Stored data:
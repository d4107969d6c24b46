//! Application state shared by HTTP and WebSocket handlers.
//!
//! This module owns:
//!   - the classifier (rule catalog + remote explainer)
//!   - the persisted store (snippets, theme)
//!   - the static reference content (docs, quiz, interview notes)
//!   - HTTP quiz sessions (by id), capped with least-recently-used eviction

use std::{collections::HashMap, sync::Arc};
use tokio::sync::RwLock;
use tracing::{info, instrument, warn};
use uuid::Uuid;

use crate::catalog::RuleCatalog;
use crate::classify::Classifier;
use crate::config::load_config_from_env;
use crate::domain::{DocItem, InterviewTopic, QuizQuestion};
use crate::gateway::{Explainer, OpenAiExplainer};
use crate::quiz::{reduce, QuizAction, QuizError, QuizState, QuizStep};
use crate::seeds::{interview_topics, offline_docs, practice_quiz};
use crate::store::Store;

#[derive(Clone)]
pub struct AppState {
  pub classifier: Classifier,
  pub store: Store,
  pub docs: Arc<Vec<DocItem>>,
  pub quiz: Arc<Vec<QuizQuestion>>,
  pub interview: Arc<Vec<InterviewTopic>>,
  pub quiz_sessions: Arc<RwLock<QuizSessions>>,
  /// Live HTTP quiz sessions kept before the least recently used one is evicted.
  pub quiz_session_cap: usize,
}

pub const DEFAULT_QUIZ_SESSION_CAP: usize = 1024;

struct SessionEntry {
  state: QuizState,
  last_used: u64,
}

/// HTTP quiz sessions keyed by id. `tick` is a logical clock bumped on every
/// create or action, used to find the least recently used entry.
#[derive(Default)]
pub struct QuizSessions {
  entries: HashMap<String, SessionEntry>,
  tick: u64,
}

impl QuizSessions {
  fn touch(&mut self) -> u64 {
    self.tick += 1;
    self.tick
  }

  pub fn len(&self) -> usize {
    self.entries.len()
  }

  fn evict_down_to(&mut self, cap: usize) -> Vec<String> {
    let mut evicted = Vec::new();
    while self.entries.len() > cap {
      let Some(oldest) = self.entries.iter().min_by_key(|(_, e)| e.last_used).map(|(id, _)| id.clone()) else {
        break;
      };
      self.entries.remove(&oldest);
      evicted.push(oldest);
    }
    evicted
  }
}

impl AppState {
  /// Build state from env: load config, build the catalog, open the store, init the explainer.
  #[instrument(level = "info", skip_all)]
  pub fn new() -> Self {
    let cfg = load_config_from_env();
    let catalog = RuleCatalog::with_config_rules(&cfg.rules);
    let explainer = OpenAiExplainer::from_env(cfg.prompts.clone());
    let store = Store::open_file(cfg.data_path());
    Self::from_parts(catalog, Arc::new(explainer), store)
  }

  /// Wire explicit dependencies; used by `new` and by tests with fakes.
  pub fn from_parts(catalog: RuleCatalog, explainer: Arc<dyn Explainer>, store: Store) -> Self {
    if catalog.is_empty() {
      warn!(target: "classify", "Rule catalog is empty; every lookup will miss the offline tier");
    }
    let state = Self {
      classifier: Classifier::new(Arc::new(catalog), explainer),
      store,
      docs: Arc::new(offline_docs()),
      quiz: Arc::new(practice_quiz()),
      interview: Arc::new(interview_topics()),
      quiz_sessions: Arc::new(RwLock::new(QuizSessions::default())),
      quiz_session_cap: DEFAULT_QUIZ_SESSION_CAP,
    };
    info!(
      target: "codenomad_backend",
      rules = state.classifier.catalog().len(),
      docs = state.docs.len(),
      questions = state.quiz.len(),
      topics = state.interview.len(),
      "Startup content inventory"
    );
    state
  }

  pub fn ai_enabled(&self) -> bool {
    self.classifier.explainer().is_enabled()
  }

  /// Start a fresh quiz session and return its id. Evicts the least recently
  /// used sessions once the cap is exceeded.
  #[instrument(level = "debug", skip(self))]
  pub async fn new_quiz_session(&self) -> String {
    let id = Uuid::new_v4().to_string();
    let mut sessions = self.quiz_sessions.write().await;
    let last_used = sessions.touch();
    sessions.entries.insert(id.clone(), SessionEntry { state: QuizState::default(), last_used });
    for old in sessions.evict_down_to(self.quiz_session_cap.max(1)) {
      info!(target: "quiz", id = %old, "Quiz session evicted");
    }
    info!(target: "quiz", %id, live = sessions.len(), "Quiz session started");
    id
  }

  pub async fn quiz_session(&self, id: &str) -> Option<QuizState> {
    self.quiz_sessions.read().await.entries.get(id).map(|e| e.state)
  }

  /// Drop a session. Returns whether it existed.
  #[instrument(level = "debug", skip(self))]
  pub async fn end_quiz_session(&self, id: &str) -> bool {
    let removed = self.quiz_sessions.write().await.entries.remove(id).is_some();
    if removed {
      info!(target: "quiz", %id, "Quiz session ended");
    }
    removed
  }

  /// Apply one quiz action to a stored session under the write lock.
  /// `None` if the session does not exist; rejected actions leave it unchanged.
  #[instrument(level = "debug", skip(self))]
  pub async fn apply_quiz_action(&self, id: &str, action: QuizAction) -> Option<Result<QuizStep, QuizError>> {
    let mut sessions = self.quiz_sessions.write().await;
    let last_used = sessions.touch();
    let entry = sessions.entries.get_mut(id)?;
    entry.last_used = last_used;
    let result = reduce(entry.state, action, &self.quiz);
    if let Ok(step) = &result {
      entry.state = step.state;
    }
    Some(result)
  }
}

* **ASSIGNED TASK**:
Nothing but the lines from the one with "the write lock." through the final line of the data belongs in the answer, and they must match exactly.

* **FINAL ANSWER**:
  /// Apply one quiz action to a stored session under the write lock.
  /// `None` if the session does not exist; rejected actions leave it unchanged.
  #[instrument(level = "debug", skip(self))]
  pub async fn apply_quiz_action(&self, id: &str, action: QuizAction) -> Option<Result<QuizStep, QuizError>> {
    let mut sessions = self.quiz_sessions.write().await;
    let last_used = sessions.touch();
    let entry = sessions.entries.get_mut(id)?;
    entry.last_used = last_used;
    let result = reduce(entry.state, action, &self.quiz);
    if let Ok(step) = &result {
      entry.state = step.state;
    }
    Some(result)
  }
}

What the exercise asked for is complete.